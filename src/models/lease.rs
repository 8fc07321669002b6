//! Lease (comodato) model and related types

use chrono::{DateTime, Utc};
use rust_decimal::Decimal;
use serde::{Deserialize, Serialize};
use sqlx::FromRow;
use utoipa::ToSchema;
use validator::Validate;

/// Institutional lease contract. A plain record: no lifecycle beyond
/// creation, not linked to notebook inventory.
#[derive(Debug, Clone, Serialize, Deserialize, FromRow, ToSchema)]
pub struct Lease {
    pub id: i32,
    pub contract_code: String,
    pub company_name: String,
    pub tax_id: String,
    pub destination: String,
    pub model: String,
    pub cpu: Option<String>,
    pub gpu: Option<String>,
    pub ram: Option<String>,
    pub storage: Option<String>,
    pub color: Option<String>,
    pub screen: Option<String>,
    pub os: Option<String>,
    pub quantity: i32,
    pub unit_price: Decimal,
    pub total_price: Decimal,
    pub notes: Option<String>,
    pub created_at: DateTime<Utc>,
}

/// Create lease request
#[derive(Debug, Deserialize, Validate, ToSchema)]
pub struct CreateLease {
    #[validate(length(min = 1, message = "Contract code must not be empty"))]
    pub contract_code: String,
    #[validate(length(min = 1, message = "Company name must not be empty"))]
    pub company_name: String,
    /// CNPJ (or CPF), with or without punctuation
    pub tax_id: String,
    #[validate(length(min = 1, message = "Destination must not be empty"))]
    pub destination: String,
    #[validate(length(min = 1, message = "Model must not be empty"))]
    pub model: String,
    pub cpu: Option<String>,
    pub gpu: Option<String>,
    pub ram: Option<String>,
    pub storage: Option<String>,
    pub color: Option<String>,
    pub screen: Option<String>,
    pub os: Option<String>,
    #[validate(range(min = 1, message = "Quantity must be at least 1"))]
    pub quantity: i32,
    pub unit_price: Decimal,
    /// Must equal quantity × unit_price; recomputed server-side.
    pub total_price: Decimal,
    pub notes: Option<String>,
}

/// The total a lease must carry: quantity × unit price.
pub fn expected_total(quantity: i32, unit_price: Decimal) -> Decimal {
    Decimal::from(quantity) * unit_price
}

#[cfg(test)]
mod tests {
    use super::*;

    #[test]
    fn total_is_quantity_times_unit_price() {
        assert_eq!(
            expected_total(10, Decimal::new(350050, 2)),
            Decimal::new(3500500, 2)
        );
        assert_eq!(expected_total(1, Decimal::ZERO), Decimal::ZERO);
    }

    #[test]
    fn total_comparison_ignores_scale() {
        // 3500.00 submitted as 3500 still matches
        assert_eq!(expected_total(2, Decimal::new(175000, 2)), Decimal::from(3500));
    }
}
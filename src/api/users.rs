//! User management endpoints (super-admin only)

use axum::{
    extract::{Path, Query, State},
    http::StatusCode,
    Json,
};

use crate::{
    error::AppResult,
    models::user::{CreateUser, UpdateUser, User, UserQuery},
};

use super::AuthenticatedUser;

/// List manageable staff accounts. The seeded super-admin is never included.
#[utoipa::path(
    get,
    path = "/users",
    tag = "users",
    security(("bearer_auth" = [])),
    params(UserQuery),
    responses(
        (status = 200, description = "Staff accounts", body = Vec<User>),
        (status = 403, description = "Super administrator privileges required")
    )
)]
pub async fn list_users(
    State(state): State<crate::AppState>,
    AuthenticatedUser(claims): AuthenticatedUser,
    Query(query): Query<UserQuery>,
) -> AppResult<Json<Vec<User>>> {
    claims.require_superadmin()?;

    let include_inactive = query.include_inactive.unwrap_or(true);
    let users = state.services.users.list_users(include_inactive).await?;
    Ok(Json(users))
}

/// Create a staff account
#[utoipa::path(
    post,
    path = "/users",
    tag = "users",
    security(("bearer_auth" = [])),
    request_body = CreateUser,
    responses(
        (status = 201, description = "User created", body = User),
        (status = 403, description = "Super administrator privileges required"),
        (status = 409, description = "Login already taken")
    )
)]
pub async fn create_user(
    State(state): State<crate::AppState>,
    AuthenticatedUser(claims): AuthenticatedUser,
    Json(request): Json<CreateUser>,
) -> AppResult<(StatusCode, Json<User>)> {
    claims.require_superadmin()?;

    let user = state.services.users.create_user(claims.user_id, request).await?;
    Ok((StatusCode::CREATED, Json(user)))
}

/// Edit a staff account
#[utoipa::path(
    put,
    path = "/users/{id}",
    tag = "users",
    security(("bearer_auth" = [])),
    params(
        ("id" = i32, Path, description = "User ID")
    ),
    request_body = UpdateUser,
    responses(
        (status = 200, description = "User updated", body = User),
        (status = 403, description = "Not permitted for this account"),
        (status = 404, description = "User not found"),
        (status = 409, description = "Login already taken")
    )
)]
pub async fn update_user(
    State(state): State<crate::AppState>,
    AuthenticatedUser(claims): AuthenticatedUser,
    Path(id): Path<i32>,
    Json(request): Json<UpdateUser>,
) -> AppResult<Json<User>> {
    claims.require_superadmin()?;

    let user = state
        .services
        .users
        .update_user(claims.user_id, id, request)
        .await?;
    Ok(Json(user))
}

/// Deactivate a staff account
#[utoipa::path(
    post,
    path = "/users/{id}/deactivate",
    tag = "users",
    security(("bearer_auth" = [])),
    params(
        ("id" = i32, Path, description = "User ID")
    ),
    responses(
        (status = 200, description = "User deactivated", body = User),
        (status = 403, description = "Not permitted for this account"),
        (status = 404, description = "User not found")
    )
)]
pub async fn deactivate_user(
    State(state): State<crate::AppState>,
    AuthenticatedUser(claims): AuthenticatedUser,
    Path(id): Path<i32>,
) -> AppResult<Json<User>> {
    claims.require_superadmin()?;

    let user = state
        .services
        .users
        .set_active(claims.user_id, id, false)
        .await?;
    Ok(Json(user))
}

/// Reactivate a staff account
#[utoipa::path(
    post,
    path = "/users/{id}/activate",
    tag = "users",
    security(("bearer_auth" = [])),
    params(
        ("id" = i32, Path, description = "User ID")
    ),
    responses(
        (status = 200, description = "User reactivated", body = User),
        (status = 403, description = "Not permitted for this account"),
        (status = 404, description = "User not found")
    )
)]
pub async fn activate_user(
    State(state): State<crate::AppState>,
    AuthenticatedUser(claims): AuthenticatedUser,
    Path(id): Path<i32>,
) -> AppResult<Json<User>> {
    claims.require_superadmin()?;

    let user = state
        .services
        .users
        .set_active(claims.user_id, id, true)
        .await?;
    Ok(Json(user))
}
┄┄┄┄┄┄┄┄┄┄
● **WORK TO BE COMPLETED**: Each of the records shown above needs to be repeated exactly.

● **TASK RESPONSE**:
filename src/models/lease.rs
repository 8fc07321669002b6
//! Lease (comodato) model and related types

use chrono::{DateTime, Utc};
use rust_decimal::Decimal;
use serde::{Deserialize, Serialize};
use sqlx::FromRow;
use utoipa::ToSchema;
use validator::Validate;

/// Institutional lease contract. A plain record: no lifecycle beyond
/// creation, not linked to notebook inventory.
#[derive(Debug, Clone, Serialize, Deserialize, FromRow, ToSchema)]
pub struct Lease {
    pub id: i32,
    pub contract_code: String,
    pub company_name: String,
    pub tax_id: String,
    pub destination: String,
    pub model: String,
    pub cpu: Option<String>,
    pub gpu: Option<String>,
    pub ram: Option<String>,
    pub storage: Option<String>,
    pub color: Option<String>,
    pub screen: Option<String>,
    pub os: Option<String>,
    pub quantity: i32,
    pub unit_price: Decimal,
    pub total_price: Decimal,
    pub notes: Option<String>,
    pub created_at: DateTime<Utc>,
}

/// Create lease request
#[derive(Debug, Deserialize, Validate, ToSchema)]
pub struct CreateLease {
    #[validate(length(min = 1, message = "Contract code must not be empty"))]
    pub contract_code: String,
    #[validate(length(min = 1, message = "Company name must not be empty"))]
    pub company_name: String,
    /// CNPJ (or CPF), with or without punctuation
    pub tax_id: String,
    #[validate(length(min = 1, message = "Destination must not be empty"))]
    pub destination: String,
    #[validate(length(min = 1, message = "Model must not be empty"))]
    pub model: String,
    pub cpu: Option<String>,
    pub gpu: Option<String>,
    pub ram: Option<String>,
    pub storage: Option<String>,
    pub color: Option<String>,
    pub screen: Option<String>,
    pub os: Option<String>,
    #[validate(range(min = 1, message = "Quantity must be at least 1"))]
    pub quantity: i32,
    pub unit_price: Decimal,
    /// Must equal quantity × unit_price; recomputed server-side.
    pub total_price: Decimal,
    pub notes: Option<String>,
}

/// The total a lease must carry: quantity × unit price.
pub fn expected_total(quantity: i32, unit_price: Decimal) -> Decimal {
    Decimal::from(quantity) * unit_price
}

#[cfg(test)]
mod tests {
    use super::*;

    #[test]
    fn total_is_quantity_times_unit_price() {
        assert_eq!(
            expected_total(10, Decimal::new(350050, 2)),
            Decimal::new(3500500, 2)
        );
        assert_eq!(expected_total(1, Decimal::ZERO), Decimal::ZERO);
    }

    #[test]
    fn total_comparison_ignores_scale() {
        // 3500.00 submitted as 3500 still matches
        assert_eq!(expected_total(2, Decimal::new(175000, 2)), Decimal::from(3500));
    }
}
filename src/api/users.rs
//! User management endpoints (super-admin only)

use axum::{
    extract::{Path, Query, State},
    http::StatusCode,
    Json,
};

use crate::{
    error::AppResult,
    models::user::{CreateUser, UpdateUser, User, UserQuery},
};

use super::AuthenticatedUser;

/// List manageable staff accounts. The seeded super-admin is never included.
#[utoipa::path(
    get,
    path = "/users",
    tag = "users",
    security(("bearer_auth" = [])),
    params(UserQuery),
    responses(
        (status = 200, description = "Staff accounts", body = Vec<User>),
        (status = 403, description = "Super administrator privileges required")
    )
)]
pub async fn list_users(
    State(state): State<crate::AppState>,
    AuthenticatedUser(claims): AuthenticatedUser,
    Query(query): Query<UserQuery>,
) -> AppResult<Json<Vec<User>>> {
    claims.require_superadmin()?;

    let include_inactive = query.include_inactive.unwrap_or(true);
    let users = state.services.users.list_users(include_inactive).await?;
    Ok(Json(users))
}

/// Create a staff account
#[utoipa::path(
    post,
    path = "/users",
    tag = "users",
    security(("bearer_auth" = [])),
    request_body = CreateUser,
    responses(
        (status = 201, description = "User created", body = User),
        (status = 403, description = "Super administrator privileges required"),
        (status = 409, description = "Login already taken")
    )
)]
pub async fn create_user(
    State(state): State<crate::AppState>,
    AuthenticatedUser(claims): AuthenticatedUser,
    Json(request): Json<CreateUser>,
) -> AppResult<(StatusCode, Json<User>)> {
    claims.require_superadmin()?;

    let user = state.services.users.create_user(claims.user_id, request).await?;
    Ok((StatusCode::CREATED, Json(user)))
}

/// Edit a staff account
#[utoipa::path(
    put,
    path = "/users/{id}",
    tag = "users",
    security(("bearer_auth" = [])),
    params(
        ("id" = i32, Path, description = "User ID")
    ),
    request_body = UpdateUser,
    responses(
        (status = 200, description = "User updated", body = User),
        (status = 403, description = "Not permitted for this account"),
        (status = 404, description = "User not found"),
        (status = 409, description = "Login already taken")
    )
)]
pub async fn update_user(
    State(state): State<crate::AppState>,
    AuthenticatedUser(claims): AuthenticatedUser,
    Path(id): Path<i32>,
    Json(request): Json<UpdateUser>,
) -> AppResult<Json<User>> {
    claims.require_superadmin()?;

    let user = state
        .services
        .users
        .update_user(claims.user_id, id, request)
        .await?;
    Ok(Json(user))
}

/// Deactivate a staff account
#[utoipa::path(
    post,
    path = "/users/{id}/deactivate",
    tag = "users",
    security(("bearer_auth" = [])),
    params(
        ("id" = i32, Path, description = "User ID")
    ),
    responses(
        (status = 200, description = "User deactivated", body = User),
        (status = 403, description = "Not permitted for this account"),
        (status = 404, description = "User not found")
    )
)]
pub async fn deactivate_user(
    State(state): State<crate::AppState>,
    AuthenticatedUser(claims): AuthenticatedUser,
    Path(id): Path<i32>,
) -> AppResult<Json<User>> {
    claims.require_superadmin()?;

    let user = state
        .services
        .users
        .set_active(claims.user_id, id, false)
        .await?;
    Ok(Json(user))
}

/// Reactivate a staff account
#[utoipa::path(
    post,
    path = "/users/{id}/activate",
    tag = "users",
    security(("bearer_auth" = [])),
    params(
        ("id" = i32, Path, description = "User ID")
    ),
    responses(
        (status = 200, description = "User reactivated", body = User),
        (status = 403, description = "Not permitted for this account"),
        (status = 404, description = "User not found")
    )
)]
pub async fn activate_user(
    State(state): State<crate::AppState>,
    AuthenticatedUser(claims): AuthenticatedUser,
    Path(id): Path<i32>,
) -> AppResult<Json<User>> {
    claims.require_superadmin()?;

    let user = state
        .services
        .users
        .set_active(claims.user_id, id, true)
        .await?;
    Ok(Json(user))
}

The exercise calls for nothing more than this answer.